Why not? Because concept tests are only useful if you can trust your results. And according to evidence from marketing research, some Likert scales are just more accurate than others.
So, if the 10-point scale is a no-go, how do you design a concept test that uses Likert scales properly?
The short answer: a 5-point scale. Studies show that five response options are best for questions that address the general public.
Read on, and we’ll explain why.
What is a Likert scale?
Today, Likert scales are nearly synonymous with “rating scales.” You’ve seen them a thousand times. Basically, they’re the go-to method for measuring a person’s attitude to a given question.
But not all scales are born equal. A 10-point scale is highly unreliable in terms of the validity of its results.
How likely is it that you would buy this product on 1-10, where 1 = I would definitely not buy it, and 10 = I would definitely buy it?
There are just too many options.
Instead, here are three Likert scale best practices to follow when designing your concept test.
1. Don’t force people to choose sides
Sometimes people just don’t have an opinion. They’re neutral or indifferent to the options you’ve presented.
For instance, if you’re trying to decide between packaging options, knowing that your customer doesn't notice or care about the difference between the expensive version and the cheap one is very valuable information.
Takeaway: Never design your Likert scale with an even number of responses (i.e., 4-point or 6-point), because you’re asking people to select an opinion they might not really have.
2. Make space for a diversity of opinions
According to a 2010 study by Weijters, Cabooters, & Schillewaert in the International Journal of Research in Marketing, a scale needs to provide enough options for people to give their true opinions.
Takeaway: A 3-point Likert scale is too narrow to capture subtleties of opinion.

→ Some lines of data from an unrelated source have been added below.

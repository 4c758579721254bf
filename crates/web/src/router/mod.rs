//! Path/method routing.
//!
//! A [`RouterBuilder`] accumulates immutable route specifications — verbs,
//! groups, resourceful sugar — and is consumed exactly once by
//! [`RouterBuilder::build`] to produce an immutable [`Router`]. Nothing is
//! added, removed or mutated after construction; the router is shared
//! read-only across all connection workers.
//!
//! Matching is exact and literal: the request path is looked up as a string
//! key, and `:param`-style segments in a pattern are opaque literals — a
//! request matches them only by spelling them out. Registering the same
//! `(path, method)` pair twice is a build-time error, so precedence between
//! overlapping registrations never depends on map iteration order.

mod resource;

pub use resource::ResourceResponder;

use std::collections::{BTreeMap, HashMap};
use std::sync::Arc;

use async_trait::async_trait;
use http::{Method, StatusCode};
use thiserror::Error;

use skiff_http::protocol::{Request, Response};
use skiff_http::responder::{BoxError, Responder, make_responder};

/// The immutable route table: path → per-method dispatch, plus the global
/// not-found fallback.
pub struct Router {
    routes: BTreeMap<String, MethodRouter>,
    not_found: Arc<dyn Responder>,
}

/// Per-path dispatch: method → responder, plus the method-not-allowed
/// fallback for the path.
struct MethodRouter {
    responders: HashMap<Method, Arc<dyn Responder>>,
    method_not_allowed: Arc<dyn Responder>,
}

impl MethodRouter {
    fn new() -> Self {
        Self {
            responders: HashMap::new(),
            method_not_allowed: Arc::new(make_responder(|_| async { Ok(Response::new(StatusCode::METHOD_NOT_ALLOWED)) })),
        }
    }
}

impl Router {
    pub fn builder() -> RouterBuilder {
        RouterBuilder::new("")
    }

    /// Every registered path, in table order.
    pub fn paths(&self) -> Vec<&str> {
        self.routes.keys().map(String::as_str).collect()
    }
}

/// Routing misses are normal control flow: an unknown path resolves to the
/// not-found responder (404 by default) and an unregistered method on a
/// known path to the per-path 405 responder — neither is an error.
#[async_trait]
impl Responder for Router {
    async fn respond(&self, request: Request) -> Result<Response, BoxError> {
        match self.routes.get(request.path()) {
            None => self.not_found.respond(request).await,
            Some(method_router) => match method_router.responders.get(request.method()) {
                None => method_router.method_not_allowed.respond(request).await,
                Some(responder) => responder.respond(request).await,
            },
        }
    }
}

/// One accumulated registration: a literal path, the methods it accepts and
/// the responder they dispatch to.
struct RouteSpec {
    path: String,
    methods: Vec<Method>,
    responder: Arc<dyn Responder>,
}

/// Builder for [`Router`].
pub struct RouterBuilder {
    base_path: String,
    routes: Vec<RouteSpec>,
    fallback: Option<Arc<dyn Responder>>,
}

impl RouterBuilder {
    fn new(base_path: impl Into<String>) -> Self {
        Self { base_path: base_path.into(), routes: Vec::new(), fallback: None }
    }

    pub(crate) fn route(mut self, path: &str, methods: Vec<Method>, responder: Arc<dyn Responder>) -> Self {
        let path = format!("{}{}", self.base_path, path);
        self.routes.push(RouteSpec { path, methods, responder });
        self
    }

    pub fn get(self, path: &str, responder: impl Responder + 'static) -> Self {
        self.route(path, vec![Method::GET], Arc::new(responder))
    }

    pub fn post(self, path: &str, responder: impl Responder + 'static) -> Self {
        self.route(path, vec![Method::POST], Arc::new(responder))
    }

    pub fn put(self, path: &str, responder: impl Responder + 'static) -> Self {
        self.route(path, vec![Method::PUT], Arc::new(responder))
    }

    pub fn patch(self, path: &str, responder: impl Responder + 'static) -> Self {
        self.route(path, vec![Method::PATCH], Arc::new(responder))
    }

    pub fn delete(self, path: &str, responder: impl Responder + 'static) -> Self {
        self.route(path, vec![Method::DELETE], Arc::new(responder))
    }

    /// Registers `responder` for GET, POST, PUT, PATCH and DELETE at once.
    pub fn any(self, path: &str, responder: impl Responder + 'static) -> Self {
        self.route(
            path,
            vec![Method::GET, Method::POST, Method::PUT, Method::PATCH, Method::DELETE],
            Arc::new(responder),
        )
    }

    /// Replaces the global not-found responder (404 by default).
    pub fn fallback(mut self, responder: impl Responder + 'static) -> Self {
        self.fallback = Some(Arc::new(responder));
        self
    }

    /// Scopes registrations under a path prefix.
    ///
    /// The group's effective paths are `outer base + inner base + path`;
    /// groups nest arbitrarily.
    pub fn group(mut self, base_path: &str, build: impl FnOnce(RouterBuilder) -> RouterBuilder) -> Self {
        let group = build(RouterBuilder::new(format!("{}{}", self.base_path, base_path)));
        self.routes.extend(group.routes);
        self
    }

    /// Consumes the builder into an immutable [`Router`].
    ///
    /// Registering the same `(path, method)` pair twice is rejected here,
    /// deterministically, rather than leaving the winner to map order.
    pub fn build(self) -> Result<Router, RouterBuildError> {
        let mut routes: BTreeMap<String, MethodRouter> = BTreeMap::new();

        for spec in self.routes {
            let method_router = routes.entry(spec.path.clone()).or_insert_with(MethodRouter::new);
            for method in spec.methods {
                let replaced = method_router.responders.insert(method.clone(), Arc::clone(&spec.responder));
                if replaced.is_some() {
                    return Err(RouterBuildError::DuplicateRoute { path: spec.path, method });
                }
            }
        }

        let not_found = self
            .fallback
            .unwrap_or_else(|| Arc::new(make_responder(|_| async { Ok(Response::new(StatusCode::NOT_FOUND)) })));

        Ok(Router { routes, not_found })
    }
}

#[derive(Debug, Error)]
pub enum RouterBuildError {
    #[error("route {method} {path} is registered twice")]
    DuplicateRoute { path: String, method: Method },
}
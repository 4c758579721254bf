//! The line-level HTTP/1.1 grammar shared by the request and response
//! decoders.
//!
//! The decoders are explicit state machines (start line, header lines,
//! body) over the buffer filled by `FramedRead`. The functions here are the
//! pure scanning steps: each takes bytes off the front of the buffer and
//! either produces a parsed observation, asks for more input (`None`), or
//! rejects the input with a [`ParseError`] naming the grammar rule that
//! failed.

use bytes::{Bytes, BytesMut};
use http::{HeaderMap, HeaderName, HeaderValue, Method, StatusCode, Uri, Version, header};
use mime::Mime;

use crate::ensure;
use crate::protocol::ParseError;

/// Maximum size in bytes allowed for a message's start line + header block.
///
/// Matches the connection read buffer, so one buffered read can always hold
/// a full head.
pub(crate) const MAX_HEAD_BYTES: usize = 80 * 1024;

/// Takes one CRLF-terminated line off the front of `src`.
///
/// Returns the line without its terminator, or `None` when no full line has
/// arrived yet. An unterminated prefix larger than `max_bytes` is rejected.
pub(crate) fn take_line(src: &mut BytesMut, max_bytes: usize) -> Result<Option<Bytes>, ParseError> {
    match src.windows(2).position(|window| window == b"\r\n") {
        Some(position) => {
            let line = src.split_to(position + 2).freeze();
            Ok(Some(line.slice(..position)))
        }
        None => {
            ensure!(src.len() <= max_bytes, ParseError::too_large_header(src.len(), max_bytes));
            Ok(None)
        }
    }
}

/// Parses `METHOD SP TARGET SP VERSION`.
pub(crate) fn parse_request_line(line: &Bytes) -> Result<(Method, Uri, Version), ParseError> {
    let text = std::str::from_utf8(line).map_err(|_| ParseError::invalid_start_line("request line is not utf-8"))?;
    let mut tokens = text.split(' ');

    let method = tokens.next().filter(|token| !token.is_empty()).ok_or(ParseError::InvalidMethod)?;
    let method = Method::from_bytes(method.as_bytes()).map_err(|_| ParseError::InvalidMethod)?;

    let target = tokens.next().filter(|token| !token.is_empty()).ok_or(ParseError::InvalidUri)?;
    let uri = target.parse::<Uri>().map_err(|_| ParseError::InvalidUri)?;

    let version = tokens.next().ok_or_else(|| ParseError::invalid_start_line("missing http version"))?;
    let version = parse_version(version)?;

    ensure!(tokens.next().is_none(), ParseError::invalid_start_line("expected `METHOD SP TARGET SP VERSION`"));
    Ok((method, uri, version))
}

/// Parses `VERSION SP CODE SP REASON`.
///
/// The reason phrase is advisory and discarded; responses re-serialize with
/// the canonical phrase for the code.
pub(crate) fn parse_status_line(line: &Bytes) -> Result<(StatusCode, Version), ParseError> {
    let text = std::str::from_utf8(line).map_err(|_| ParseError::invalid_start_line("status line is not utf-8"))?;
    let mut tokens = text.splitn(3, ' ');

    let version = tokens.next().filter(|token| !token.is_empty()).ok_or_else(|| ParseError::invalid_start_line("missing http version"))?;
    let version = parse_version(version)?;

    let code = tokens.next().ok_or_else(|| ParseError::invalid_status("missing status code"))?;
    let status = code.parse::<StatusCode>().map_err(|_| ParseError::invalid_status(format!("code {code} is not a valid status")))?;

    Ok((status, version))
}

fn parse_version(token: &str) -> Result<Version, ParseError> {
    match token {
        "HTTP/1.1" => Ok(Version::HTTP_11),
        "HTTP/1.0" => Ok(Version::HTTP_10),
        // http2 and http3 are not supported on this wire
        other => Err(ParseError::invalid_version(other)),
    }
}

/// Parses `name: value`, trimming optional whitespace around the value.
pub(crate) fn parse_header_line(line: &Bytes) -> Result<(HeaderName, HeaderValue), ParseError> {
    let colon = line.iter().position(|byte| *byte == b':').ok_or_else(|| ParseError::invalid_header("missing ':' separator"))?;

    let name = HeaderName::from_bytes(&line[..colon]).map_err(|e| ParseError::invalid_header(e))?;
    let value = HeaderValue::from_bytes(trim_ows(&line[colon + 1..])).map_err(|e| ParseError::invalid_header(e))?;

    Ok((name, value))
}

fn trim_ows(mut bytes: &[u8]) -> &[u8] {
    while let [b' ' | b'\t', rest @ ..] = bytes {
        bytes = rest;
    }
    while let [rest @ .., b' ' | b'\t'] = bytes {
        bytes = rest;
    }
    bytes
}

/// Fixes the body length from the header block.
///
/// Bodies are framed by `content-length` only: no header means no body, and
/// `transfer-encoding` is rejected outright.
pub(crate) fn body_length(headers: &HeaderMap) -> Result<u64, ParseError> {
    ensure!(
        !headers.contains_key(header::TRANSFER_ENCODING),
        ParseError::invalid_body("transfer-encoding is not supported, bodies are content-length framed")
    );

    match headers.get(header::CONTENT_LENGTH) {
        None => Ok(0),
        Some(value) => {
            let text = value.to_str().map_err(|_| ParseError::invalid_content_length("value is not visible ascii"))?;
            text.trim().parse::<u64>().map_err(|_| ParseError::invalid_content_length(format!("value {text} is not u64")))
        }
    }
}

/// The content type a message declared for its body, if any parses.
pub(crate) fn declared_content_type(headers: &HeaderMap) -> Option<Mime> {
    headers.get(header::CONTENT_TYPE)?.to_str().ok()?.parse::<Mime>().ok()
}
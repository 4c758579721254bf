//! HTTP request decoder.
//!
//! An explicit state machine over the connection's read buffer: the start
//! line, then header lines, then a `content-length`-framed body. Scanning
//! emits observations in wire order and an accumulator ([`RawRequest`])
//! records them one method per observation; when the body completes the
//! accumulator is drained into an immutable [`Request`].
//!
//! A full message is produced per connection turn — bodies are buffered,
//! not streamed.

use std::cmp;

use bytes::BytesMut;
use http::{HeaderMap, HeaderName, HeaderValue, Method, Uri, Version};
use tokio_util::codec::Decoder;

use crate::codec::grammar::{self, MAX_HEAD_BYTES};
use crate::protocol::{Body, ParseError, Request};

/// A decoder for HTTP requests implementing the [`Decoder`] trait.
///
/// # State machine
///
/// - [`State::StartLine`]: waiting for the request line
/// - [`State::Headers`]: consuming header lines until the blank line
/// - [`State::Body`]: consuming the declared number of body bytes
///
/// After yielding a request the decoder resets itself, so the same instance
/// serves every request of a keep-alive connection.
#[derive(Debug)]
pub struct RequestDecoder {
    state: State,
    raw: RawRequest,
}

#[derive(Debug, Clone, Copy, PartialEq, Eq)]
enum State {
    StartLine,
    Headers,
    Body { remaining: u64 },
}

impl RequestDecoder {
    pub fn new() -> Self {
        Default::default()
    }
}

impl Default for RequestDecoder {
    fn default() -> Self {
        Self { state: State::StartLine, raw: RawRequest::default() }
    }
}

impl Decoder for RequestDecoder {
    type Item = Request;
    type Error = ParseError;

    /// Attempts to decode one HTTP request from the buffer.
    ///
    /// # Returns
    ///
    /// - `Ok(Some(request))`: a complete request was assembled
    /// - `Ok(None)`: more data is needed
    /// - `Err(_)`: the grammar rejected the input; the diagnostic names the
    ///   failing rule
    fn decode(&mut self, src: &mut BytesMut) -> Result<Option<Self::Item>, Self::Error> {
        loop {
            match self.state {
                State::StartLine => match grammar::take_line(src, MAX_HEAD_BYTES)? {
                    None => return Ok(None),
                    // tolerate blank lines between messages
                    Some(line) if line.is_empty() => {}
                    Some(line) => {
                        let (method, uri, version) = grammar::parse_request_line(&line)?;
                        self.raw.on_request_line(method, uri, version);
                        self.state = State::Headers;
                    }
                },

                State::Headers => match grammar::take_line(src, MAX_HEAD_BYTES)? {
                    None => return Ok(None),
                    Some(line) if line.is_empty() => {
                        let remaining = self.raw.on_headers_complete()?;
                        if remaining == 0 {
                            self.state = State::StartLine;
                            return Ok(Some(self.raw.finish()));
                        }
                        self.state = State::Body { remaining };
                    }
                    Some(line) => {
                        let (name, value) = grammar::parse_header_line(&line)?;
                        self.raw.on_header_field(name);
                        self.raw.on_header_value(value);
                    }
                },

                State::Body { remaining } => {
                    if src.is_empty() {
                        return Ok(None);
                    }

                    let take = cmp::min(remaining, src.len() as u64) as usize;
                    let chunk = src.split_to(take);
                    self.raw.on_body_chunk(&chunk);

                    let remaining = remaining - take as u64;
                    if remaining == 0 {
                        self.state = State::StartLine;
                        return Ok(Some(self.raw.finish()));
                    }

                    self.state = State::Body { remaining };
                    return Ok(None);
                }
            }
        }
    }
}

/// Accumulates scan observations into a [`Request`].
///
/// Field and value observations pair up sequentially: a value observation
/// completes the entry for the most recently observed field. Storage is
/// last-write-wins per case-insensitive name — duplicate headers are not
/// merged into lists.
#[derive(Debug, Default)]
struct RawRequest {
    method: Method,
    uri: Uri,
    version: Version,
    headers: HeaderMap,
    current_field: Option<HeaderName>,
    body: BytesMut,
}

impl RawRequest {
    fn on_request_line(&mut self, method: Method, uri: Uri, version: Version) {
        self.method = method;
        self.uri = uri;
        self.version = version;
    }

    fn on_header_field(&mut self, name: HeaderName) {
        self.current_field = Some(name);
    }

    fn on_header_value(&mut self, value: HeaderValue) {
        if let Some(name) = self.current_field.take() {
            self.headers.insert(name, value);
        }
    }

    /// Captures the end of the header block and fixes the body length.
    fn on_headers_complete(&mut self) -> Result<u64, ParseError> {
        grammar::body_length(&self.headers)
    }

    fn on_body_chunk(&mut self, chunk: &[u8]) {
        self.body.extend_from_slice(chunk);
    }

    /// Drains the accumulator into a request, resetting it for the next
    /// message on the connection.
    fn finish(&mut self) -> Request {
        let raw = std::mem::take(self);
        let content_type = grammar::declared_content_type(&raw.headers);
        let body = Body::from_parts(raw.body.freeze(), content_type);
        Request::new(raw.method, raw.uri, raw.version, raw.headers, body)
    }
}

#[cfg(test)]
mod tests {
    use super::*;
    use http::header;
    use indoc::indoc;

    fn wire(fixture: &str) -> BytesMut {
        BytesMut::from(fixture.replace('\n', "\r\n").as_str())
    }

    #[test]
    fn from_curl() {
        let mut buf = wire(indoc! {r"
        GET /index.html HTTP/1.1
        Host: 127.0.0.1:8080
        User-Agent: curl/7.79.1
        Accept: */*

        "});

        let request = RequestDecoder::new().decode(&mut buf).unwrap().unwrap();

        assert_eq!(request.method(), &Method::GET);
        assert_eq!(request.version(), Version::HTTP_11);
        assert_eq!(request.path(), "/index.html");
        assert_eq!(request.uri().query(), None);
        assert!(request.body().is_empty());

        assert_eq!(request.headers().get(header::HOST), Some(&HeaderValue::from_static("127.0.0.1:8080")));
        assert_eq!(request.headers().get(header::USER_AGENT), Some(&HeaderValue::from_static("curl/7.79.1")));
        assert_eq!(request.headers().get(header::ACCEPT), Some(&HeaderValue::from_static("*/*")));

        assert!(buf.is_empty());
    }

    #[test]
    fn body_is_framed_by_content_length() {
        let mut buf = wire(indoc! {r#"
        POST /items HTTP/1.1
        Host: localhost
        Content-Type: application/json
        Content-Length: 8

        {"id":1}"#});

        let request = RequestDecoder::new().decode(&mut buf).unwrap().unwrap();

        assert_eq!(request.method(), &Method::POST);
        assert_eq!(request.body().len(), 8);
        assert_eq!(request.body().content_type(), Some(&mime::APPLICATION_JSON));
        assert_eq!(request.body().data(), br#"{"id":1}"#);
    }

    #[test]
    fn partial_input_asks_for_more() {
        let mut decoder = RequestDecoder::new();

        let mut buf = BytesMut::from("GET / HT");
        assert!(decoder.decode(&mut buf).unwrap().is_none());

        buf.extend_from_slice(b"TP/1.1\r\nHost: a\r\n");
        assert!(decoder.decode(&mut buf).unwrap().is_none());

        buf.extend_from_slice(b"\r\n");
        let request = decoder.decode(&mut buf).unwrap().unwrap();
        assert_eq!(request.path(), "/");
    }

    #[test]
    fn body_accumulates_across_reads() {
        let mut decoder = RequestDecoder::new();

        let mut buf = wire(indoc! {r"
        PUT /blob HTTP/1.1
        Content-Length: 10

        01234"});
        assert!(decoder.decode(&mut buf).unwrap().is_none());

        buf.extend_from_slice(b"56789");
        let request = decoder.decode(&mut buf).unwrap().unwrap();
        assert_eq!(request.body().data(), b"0123456789");
    }

    #[test]
    fn decoder_resets_for_the_next_request() {
        let mut decoder = RequestDecoder::new();
        let mut buf = wire(indoc! {r"
        GET /a HTTP/1.1
        Host: one

        GET /b HTTP/1.1
        Host: two

        "});

        let first = decoder.decode(&mut buf).unwrap().unwrap();
        let second = decoder.decode(&mut buf).unwrap().unwrap();

        assert_eq!(first.path(), "/a");
        assert_eq!(second.path(), "/b");
        assert_eq!(second.headers().get(header::HOST), Some(&HeaderValue::from_static("two")));
    }

    #[test]
    fn duplicate_headers_are_last_write_wins() {
        let mut buf = wire(indoc! {r"
        GET / HTTP/1.1
        X-Token: first
        x-token: second

        "});

        let request = RequestDecoder::new().decode(&mut buf).unwrap().unwrap();

        assert_eq!(request.headers().get("x-token"), Some(&HeaderValue::from_static("second")));
        assert_eq!(request.headers().get_all("x-token").iter().count(), 1);
    }

    #[test]
    fn malformed_header_line_is_a_parse_error() {
        let mut buf = wire(indoc! {r"
        GET / HTTP/1.1
        this line has no separator

        "});

        let error = RequestDecoder::new().decode(&mut buf).unwrap_err();
        assert_eq!(error.to_string(), "invalid header: missing ':' separator");
    }

    #[test]
    fn unknown_version_is_a_parse_error() {
        let mut buf = wire("GET / HTTP/3.0\n\n");

        let error = RequestDecoder::new().decode(&mut buf).unwrap_err();
        assert!(matches!(error, ParseError::InvalidVersion { .. }));
    }
}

3. Don’t confuse people with too many similar options
On the other hand, the larger the response scale, the more cognitive effort people have to use to pick an answer. Response scales that go up to 7 or even 9 options are challenging to interpret.
This can encourage people to give arbitrary answers, rather than honest ones.
Takeway: Research shows that a 5-point Likert scale gets the most valid results. It’s the Goldilocks of Likert scales.
Nowlis, S.M., Kahn, B.E. & Dhar, R. (2002). Coping with Ambivalence: the Effect of Removing a Neutral Option on Consumer Attitude and Preference Judgments. Journal of Consumer Research, 29, 319-334
Swain, S. D., Weathers, D., & Niedrich, R. W. (2008). Assessing three sources of misresponse to reversed Likert items. Journal of Marketing Research, 45 (Feb), 116-131.
Weijters, B., Cabooter, E., & Schillewaert, N. (2010). The effect of rating scale format on response styles: The number of response categories and response category labels. International Journal of Research in Marketing, 27(3), 236-247.